* Source material
------------------------------

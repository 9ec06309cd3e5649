//! Backup of the running executable during a self-update.
//!
//! The backup is a byte-for-byte copy next to the executable
//! (`jv` → `jv.backup`) with the same permissions. It is written before any
//! destructive step and is the only thing that makes a rollback possible, so
//! a failed backup aborts the update.

use crate::constants::{BACKUP_SUFFIX, RESTORE_ATTEMPTS, RESTORE_RETRY_DELAY};
use crate::core::JvError;
use std::path::{Path, PathBuf};
use std::time::Duration;
use tokio::fs;
use tokio::task::JoinHandle;
use tracing::{debug, info, warn};

/// Creates, restores and removes the backup of one executable.
#[derive(Debug, Clone)]
pub struct BackupManager {
    original_path: PathBuf,
    backup_path: PathBuf,
    attempts: u32,
    retry_delay: Duration,
}

impl BackupManager {
    /// Manage the backup of `executable_path`, stored as `<name>.backup` beside it.
    #[must_use]
    pub fn new(executable_path: PathBuf) -> Self {
        let mut backup_path = executable_path.clone();
        backup_path.set_file_name(format!(
            "{}.{BACKUP_SUFFIX}",
            executable_path.file_name().unwrap_or_default().to_string_lossy()
        ));

        Self {
            original_path: executable_path,
            backup_path,
            attempts: RESTORE_ATTEMPTS,
            retry_delay: RESTORE_RETRY_DELAY,
        }
    }

    /// How often, and how far apart, a restore is attempted.
    #[must_use]
    pub fn with_retry(mut self, attempts: u32, retry_delay: Duration) -> Self {
        self.attempts = attempts.max(1);
        self.retry_delay = retry_delay;
        self
    }

    /// Copy the executable to the backup path, replacing an older backup.
    pub async fn create_backup(&self) -> Result<(), JvError> {
        if !self.original_path.exists() {
            return Err(JvError::NotFound {
                what: format!("Executable {}", self.original_path.display()),
            });
        }

        if self.backup_path.exists() {
            debug!("Removing old backup at {}", self.backup_path.display());
            fs::remove_file(&self.backup_path)
                .await
                .map_err(|e| JvError::io("remove old backup", &self.backup_path, e))?;
        }

        info!("Creating backup at {}", self.backup_path.display());
        fs::copy(&self.original_path, &self.backup_path)
            .await
            .map_err(|e| JvError::io("create backup", &self.backup_path, e))?;

        #[cfg(unix)]
        {
            let metadata = fs::metadata(&self.original_path)
                .await
                .map_err(|e| JvError::io("read metadata of", &self.original_path, e))?;
            fs::set_permissions(&self.backup_path, metadata.permissions())
                .await
                .map_err(|e| JvError::io("set permissions on", &self.backup_path, e))?;
        }

        Ok(())
    }

    /// Copy the backup over the executable, retrying transient failures.
    ///
    /// The backup itself is left in place.
    pub async fn restore_backup(&self) -> Result<(), JvError> {
        if !self.backup_path.exists() {
            return Err(JvError::NotFound {
                what: format!("Backup {}", self.backup_path.display()),
            });
        }

        warn!("Restoring from backup at {}", self.backup_path.display());

        let mut attempt = 1;
        loop {
            match self.attempt_restore().await {
                Ok(()) => {
                    info!("Restored {} from backup", self.original_path.display());
                    return Ok(());
                }
                Err(e) if attempt < self.attempts => {
                    warn!("Restore attempt {attempt} failed: {e}. Retrying...");
                    tokio::time::sleep(self.retry_delay).await;
                    attempt += 1;
                }
                Err(e) => return Err(e),
            }
        }
    }

    async fn attempt_restore(&self) -> Result<(), JvError> {
        if self.original_path.exists() {
            fs::remove_file(&self.original_path)
                .await
                .map_err(|e| JvError::io("remove", &self.original_path, e))?;
        }

        fs::copy(&self.backup_path, &self.original_path)
            .await
            .map_err(|e| JvError::io("restore backup to", &self.original_path, e))?;

        #[cfg(unix)]
        {
            let metadata = fs::metadata(&self.backup_path)
                .await
                .map_err(|e| JvError::io("read metadata of", &self.backup_path, e))?;
            fs::set_permissions(&self.original_path, metadata.permissions())
                .await
                .map_err(|e| JvError::io("set permissions on", &self.original_path, e))?;
        }

        Ok(())
    }

    /// Delete the backup if present.
    pub async fn cleanup_backup(&self) -> Result<(), JvError> {
        if self.backup_path.exists() {
            debug!("Cleaning up backup at {}", self.backup_path.display());
            fs::remove_file(&self.backup_path)
                .await
                .map_err(|e| JvError::io("remove backup", &self.backup_path, e))?;
        }
        Ok(())
    }

    /// Delete the backup after `grace`, logging instead of failing.
    pub fn schedule_cleanup(&self, grace: Duration) -> JoinHandle<()> {
        let manager = self.clone();
        tokio::spawn(async move {
            tokio::time::sleep(grace).await;
            if let Err(e) = manager.cleanup_backup().await {
                warn!("Failed to remove backup: {e}");
            }
        })
    }

    #[must_use]
    pub fn backup_exists(&self) -> bool {
        self.backup_path.exists()
    }

    #[must_use]
    pub fn backup_path(&self) -> &Path {
        &self.backup_path
    }

    #[must_use]
    pub fn original_path(&self) -> &Path {
        &self.original_path
    }
}
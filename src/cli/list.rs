use super::CliConfig;
use super::common::{CommandContext, environment, print_warning};
use crate::discovery::JdkSource;
use crate::distributor::DistributorRegistry;
use crate::download::http_client;
use crate::utils::fs::paths_equal;
use crate::utils::progress::ProgressBar;
use anyhow::Result;
use clap::Args;
use colored::Colorize;
use tracing::debug;

#[derive(Args, Debug)]
pub struct ListCommand {}

impl ListCommand {
    pub fn execute(self, cli: &CliConfig) -> Result<()> {
        let ctx = CommandContext::load(cli)?;
        let installs = ctx.installations();
        if installs.is_empty() {
            println!("No JDKs found. Install one with `jv install <version>`.");
            return Ok(());
        }

        let current = environment()
            .and_then(|env| env.get_home().map_err(Into::into))
            .unwrap_or_else(|e| {
                debug!("Could not read JAVA_HOME: {e}");
                None
            });

        let width = installs.iter().map(|i| i.version.len()).max().unwrap_or(0);
        for install in &installs {
            let active = current
                .as_deref()
                .is_some_and(|home| paths_equal(home, &install.path));
            let marker = if active { "*".green().bold() } else { " ".normal() };
            let source = match install.source {
                JdkSource::Detected => "detected".dimmed(),
                JdkSource::Custom => "custom".cyan(),
                JdkSource::Installed => "installed".green(),
            };
            println!(
                "{marker} {:<width$}  {}  [{source}]",
                install.version,
                install.path.display()
            );
        }
        Ok(())
    }
}

#[derive(Args, Debug)]
pub struct AvailableCommand {
    /// Distributor to query (default: the first registered).
    #[arg(long, short)]
    pub distributor: Option<String>,
}

impl AvailableCommand {
    pub async fn execute(self, cli: &CliConfig) -> Result<()> {
        let registry = DistributorRegistry::with_defaults(http_client()?);
        let distributor = registry.get(self.distributor.as_deref())?;

        let spinner = ProgressBar::new_spinner(!cli.no_progress);
        spinner.set_message(format!("Fetching versions from {}", distributor.name()));
        let listing = distributor.available_versions().await;
        spinner.finish_and_clear();

        if let Some(reason) = &listing.degraded {
            print_warning(&format!(
                "Could not reach {} ({reason}); showing the built-in list",
                distributor.name()
            ));
        }

        println!("{} ({}):", distributor.name().bold(), distributor.id());
        for release in &listing.releases {
            if release.is_lts {
                println!("  {:<4} {}", release.version, "LTS".green());
            } else {
                println!("  {}", release.version);
            }
        }
        Ok(())
    }
}
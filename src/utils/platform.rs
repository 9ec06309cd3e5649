//! Platform-specific helpers.

use crate::constants::{BIN_DIR, MACOS_BUNDLE_HOME};
use crate::core::JvError;
use std::path::{Path, PathBuf};

#[must_use]
pub const fn is_windows() -> bool {
    cfg!(windows)
}

pub fn get_home_dir() -> Result<PathBuf, JvError> {
    dirs::home_dir().ok_or_else(|| {
        let variable = if is_windows() {
            "USERPROFILE"
        } else {
            "HOME"
        };
        JvError::InvalidInput {
            message: format!("Could not determine the home directory; check that {variable} is set"),
        }
    })
}

/// File name of the Java launcher on this platform.
#[must_use]
pub const fn java_executable_name() -> &'static str {
    if is_windows() { "java.exe" } else { "java" }
}

/// Whether `path` is a JDK root, i.e. contains `bin/<java launcher>`.
#[must_use]
pub fn is_valid_java_home(path: &Path) -> bool {
    path.join(BIN_DIR).join(java_executable_name()).is_file()
}

/// Find the JDK root inside an extracted payload.
///
/// Returns the payload itself, or its macOS `Contents/Home` subdirectory.
#[must_use]
pub fn locate_java_home(payload: &Path) -> Option<PathBuf> {
    if is_valid_java_home(payload) {
        return Some(payload.to_path_buf());
    }
    let bundle = payload.join(MACOS_BUNDLE_HOME);
    is_valid_java_home(&bundle).then_some(bundle)
}

/// Whether the process may write machine-wide state.
#[cfg(unix)]
#[must_use]
pub fn is_elevated() -> bool {
    // SAFETY: geteuid has no preconditions and cannot fail.
    unsafe { libc::geteuid() == 0 }
}

/// Whether the process may write machine-wide state.
#[cfg(windows)]
#[must_use]
pub fn is_elevated() -> bool {
    crate::env::registry::RegistryStore::can_write()
}

/// Whether the process may write machine-wide state.
#[cfg(not(any(unix, windows)))]
#[must_use]
pub fn is_elevated() -> bool {
    false
}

------------------------------

* Exercise prompt
Exactly repeat the lines above, from the opening line through the one with "aborts the update.", and include nothing else.

* Problem solution
repository 9ec06309cd3e5649
//! Backup of the running executable during a self-update.
//!
//! The backup is a byte-for-byte copy next to the executable
//! (`jv` → `jv.backup`) with the same permissions. It is written before any
//! destructive step and is the only thing that makes a rollback possible, so
//! a failed backup aborts the update.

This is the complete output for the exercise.